AWS Lake Formation: Accelerating Data Lake Adoption

If you read about data lakes, you will often come across a post, guide, documentation, or tweet that will describe setting up a data lake as creating an AWS S3 bucket, some paths, and then dropping files in. Voilà, you have a data lake! Not really.

Does a data lake have to be complex to set up? No! However, with a lake formation process employed by AWS, GCP, and Azure you can get up and running more quickly.

In this post, we are focused on the AWS cloud, though many concepts will transcend an AWS deployment to GCP or Azure.

Data Lake vs. Data Warehouse vs. Data Mart

Before we jump into lake formation, we need to baseline what, precisely, we are forming. As we have detailed in a prior post, there are numerous misconceptions and myths about data lakes.

This is how Pentaho co-founder and CTO, James Dixon who coined the term data lake, frames it;

This situation is similar to the way that old school business intelligence and analytic applications were built. End users listed out the questions they want to ask of the data, the attributes necessary to answer those questions were skimmed from the data stream, and bulk loaded into a data mart.

This method works fine until you have a new question to ask. The Data Lake approach solves this problem. You store all of the data in a lake, populate data marts and your data warehouse to satisfy traditional needs, and enable ad-hoc query and reporting on the raw data in the lake for new questions.

The beauty and elegance of a lake should be in its simplicity, agility, and flexibility. Unfortunately, there are several data lake vendors, or data lake solution providers, that are promoting complex, heavy-handed architectures. Heavy-handed architectures represent one of the greatest threats to an efficient, lean, productive data lake.

Overdesigned, Heavy-handed “Closed” Data Lakes

A typical vendor pattern is to wrap, or create, an embedded data lake.

In our example below “System X” reflects a vendor solution that creates a close ecosystem lake. System X forces any data ingress or egress access to the lake to be tightly coupled to the requirements set by vendor System X, not data lake best practices;

An embedded, closed data lake model reflects a data lake in name only. By design this vendor-driven architecture promotes lock-in.

A closed model will limit access by analytic, SQL, ETL, and other tools. Access is governed by proprietary or esoteric drivers that create compatibility nightmares for any tools not blessed by the vendor.

Technical Debt, Big Price Tags

In addition to considerable technical debt, solutions like this come with even bigger price tags. Specialized training, expensive support contracts, avoidance of open-standards…all contribute to a challenging data lake environment for people to work.

A lake becomes a swamp because of the crushing weight of ancillary people, processes, and technologies that are placed in and around it.

As an architecture and operational model, this is vendor lock-in approach is the antithesis of a data lake. You ensure your data lake will not be responsive to change and overly rigid in who and how data is consumed.

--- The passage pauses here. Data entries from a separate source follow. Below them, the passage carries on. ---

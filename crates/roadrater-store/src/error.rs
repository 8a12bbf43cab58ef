//! Error types for RoadRater storage.

/// Result type for storage operations.
pub type Result<T> = std::result::Result<T, StoreError>;

/// Errors that can occur in storage operations.
#[derive(Debug, thiserror::Error)]
pub enum StoreError {
    /// Record not found.
    #[error("{entity} not found: {id}")]
    NotFound {
        /// Human-readable entity name (e.g. "Road segment").
        entity: &'static str,
        /// The id that was looked up.
        id: i64,
    },

    /// Username already taken (unique-constraint violation).
    #[error("duplicate username: {username}")]
    DuplicateUsername {
        /// The username that already exists.
        username: String,
    },

    /// Database operation failed.
    #[error("database error: {0}")]
    Database(String),
}

impl From<sqlx::Error> for StoreError {
    fn from(err: sqlx::Error) -> Self {
        Self::Database(err.to_string())
    }
}
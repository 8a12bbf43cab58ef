//! Road listing and leaderboard handlers.

use std::sync::Arc;

use axum::extract::{Path, Query, State};
use axum::response::IntoResponse;
use serde::{Deserialize, Serialize};

use roadrater_core::{PageParams, RoadSummary};

use crate::error::ApiError;
use crate::handlers::parse_id;
use crate::response;
use crate::state::AppState;

/// Leaderboard size for `GET /top5`.
const TOP_ROADS_LIMIT: i64 = 5;

/// Raw pagination query; out-of-range values are clamped, not rejected.
#[derive(Debug, Deserialize)]
pub struct PageQuery {
    /// 1-based page number (default 1).
    pub page: Option<i64>,
    /// Rows per page (default 25, max 100).
    pub limit: Option<i64>,
}

/// Paged road listing payload.
#[derive(Debug, Serialize)]
pub struct RoadsPage {
    /// Segments in this page, with aggregates.
    pub roads: Vec<RoadSummary>,
    /// Number of rows in this page.
    pub count: usize,
    /// Total number of segments.
    pub total: i64,
    /// Effective page after clamping.
    pub page: i64,
    /// Effective limit after clamping.
    pub limit: i64,
}

/// Single road payload.
#[derive(Debug, Serialize)]
pub struct RoadData {
    /// The segment merged with its aggregate statistics.
    pub road: RoadSummary,
}

/// Leaderboard payload.
#[derive(Debug, Serialize)]
pub struct TopRoads {
    /// Number of entries returned (at most 5).
    pub count: usize,
    /// Best-rated segments, unrated ones last.
    pub roads: Vec<RoadSummary>,
}

/// List road segments with aggregate ratings, paged.
pub async fn list_roads(
    State(state): State<Arc<AppState>>,
    Query(query): Query<PageQuery>,
) -> Result<impl IntoResponse, ApiError> {
    let page = PageParams::clamped(query.page, query.limit);
    let (roads, total) = state.store.list_segments_page(page).await?;

    Ok(response::ok(RoadsPage {
        count: roads.len(),
        roads,
        total,
        page: page.page,
        limit: page.limit,
    }))
}

/// Fetch one road segment merged with its aggregate statistics.
pub async fn get_road(
    State(state): State<Arc<AppState>>,
    Path(id): Path<String>,
) -> Result<impl IntoResponse, ApiError> {
    let id = parse_id(&id, "id")?;

    let segment = state
        .store
        .segment_by_id(id)
        .await?
        .ok_or_else(|| ApiError::NotFound("Road segment not found".to_string()))?;
    let stats = state.store.segment_stats(id).await?;

    Ok(response::ok(RoadData {
        road: RoadSummary::from_segment(segment, &stats),
    }))
}

/// The five best-rated road segments, ties broken by rating count.
pub async fn top_roads(State(state): State<Arc<AppState>>) -> Result<impl IntoResponse, ApiError> {
    let roads = state.store.top_segments(TOP_ROADS_LIMIT).await?;

    Ok(response::ok(TopRoads {
        count: roads.len(),
        roads,
    }))
}
//! Request body extraction.
//!
//! [`Json`] wraps axum's extractor so that malformed or wrong-typed
//! bodies are rejected through [`ApiError`] and therefore carry the
//! uniform failure envelope, the same way bad path ids do.

use axum::extract::{FromRequest, Request};
use serde::de::DeserializeOwned;

use crate::error::ApiError;

/// JSON body extractor whose rejections are enveloped 400s.
#[derive(Debug, Clone, Copy, Default)]
pub struct Json<T>(pub T);

impl<S, T> FromRequest<S> for Json<T>
where
    S: Send + Sync,
    T: DeserializeOwned,
{
    type Rejection = ApiError;

    fn from_request<'life0, 'async_trait>(
        req: Request,
        state: &'life0 S,
    ) -> ::core::pin::Pin<
        Box<
            dyn ::core::future::Future<Output = Result<Self, Self::Rejection>>
                + ::core::marker::Send
                + 'async_trait,
        >,
    >
    where
        'life0: 'async_trait,
        Self: 'async_trait,
    {
        Box::pin(async move {
            match axum::Json::<T>::from_request(req, state).await {
                Ok(axum::Json(value)) => Ok(Self(value)),
                Err(rejection) => Err(ApiError::BadRequest(rejection.body_text())),
            }
        })
    }
}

As your team gets fed up with this model, they demand you to start looking at alternatives. Sound familiar?

Let’s look at some guiding principles to help you avoid vendors layering an oppressive ecosystem of tools and systems on data lakes.

Open Data Lake Access

Systems X should not be the manifestation of the lake itself. Rather than encapsulate the lake, System X should be a consumer or contributor to the lake

A healthy lake ecosystem is one where you follow a well-abstracted architecture. Do doing ensures you are minimizing the risk of artificially limiting the opportunity lakes represent as System X originally did.

A well-abstracted, open lake ensures sophisticated modeling, data transformation, or wrangling jobs are best-left those that need to consume data, with whatever tools they deem appropriate.

AWS Lake Formation

In an effort to establish a base pattern for a lake, drive consistency, and velocity, AWS established a formalized lake formation process. If you are a GCP or Azure customer, both have similar concepts for lake formation (though the process & tools vary).

Amazon says its lake formation is “a service that allows you to build a secure data lake in days.” In reality, a shell of the AWS lake may only take a few hours to complete.

The power of the AWS Lake formation service is that it organizes a diverse collection of disconnected AWS services it an orchestrated configuration service.

As a result, AWS lake formation is primarily focused on the orchestration of underlying AWS services into a cohesive interface and API. This provides teams with a foundational view of what may be needed for an AWS data lake.

Why did AWS go down this path? Typically, the setup of your AWS data lake will involve IAM, S3, SNS, SQS, Glue, and a host of other AWS services. In the past, you had to set up these services individually. If you were an AWS DevOps person, after some trial and error you likely had most of this automated via Terraform or Ansible. However, like most AWS services, Amazon decided to wrap a user interface to orchestrate its services to increase the time to value.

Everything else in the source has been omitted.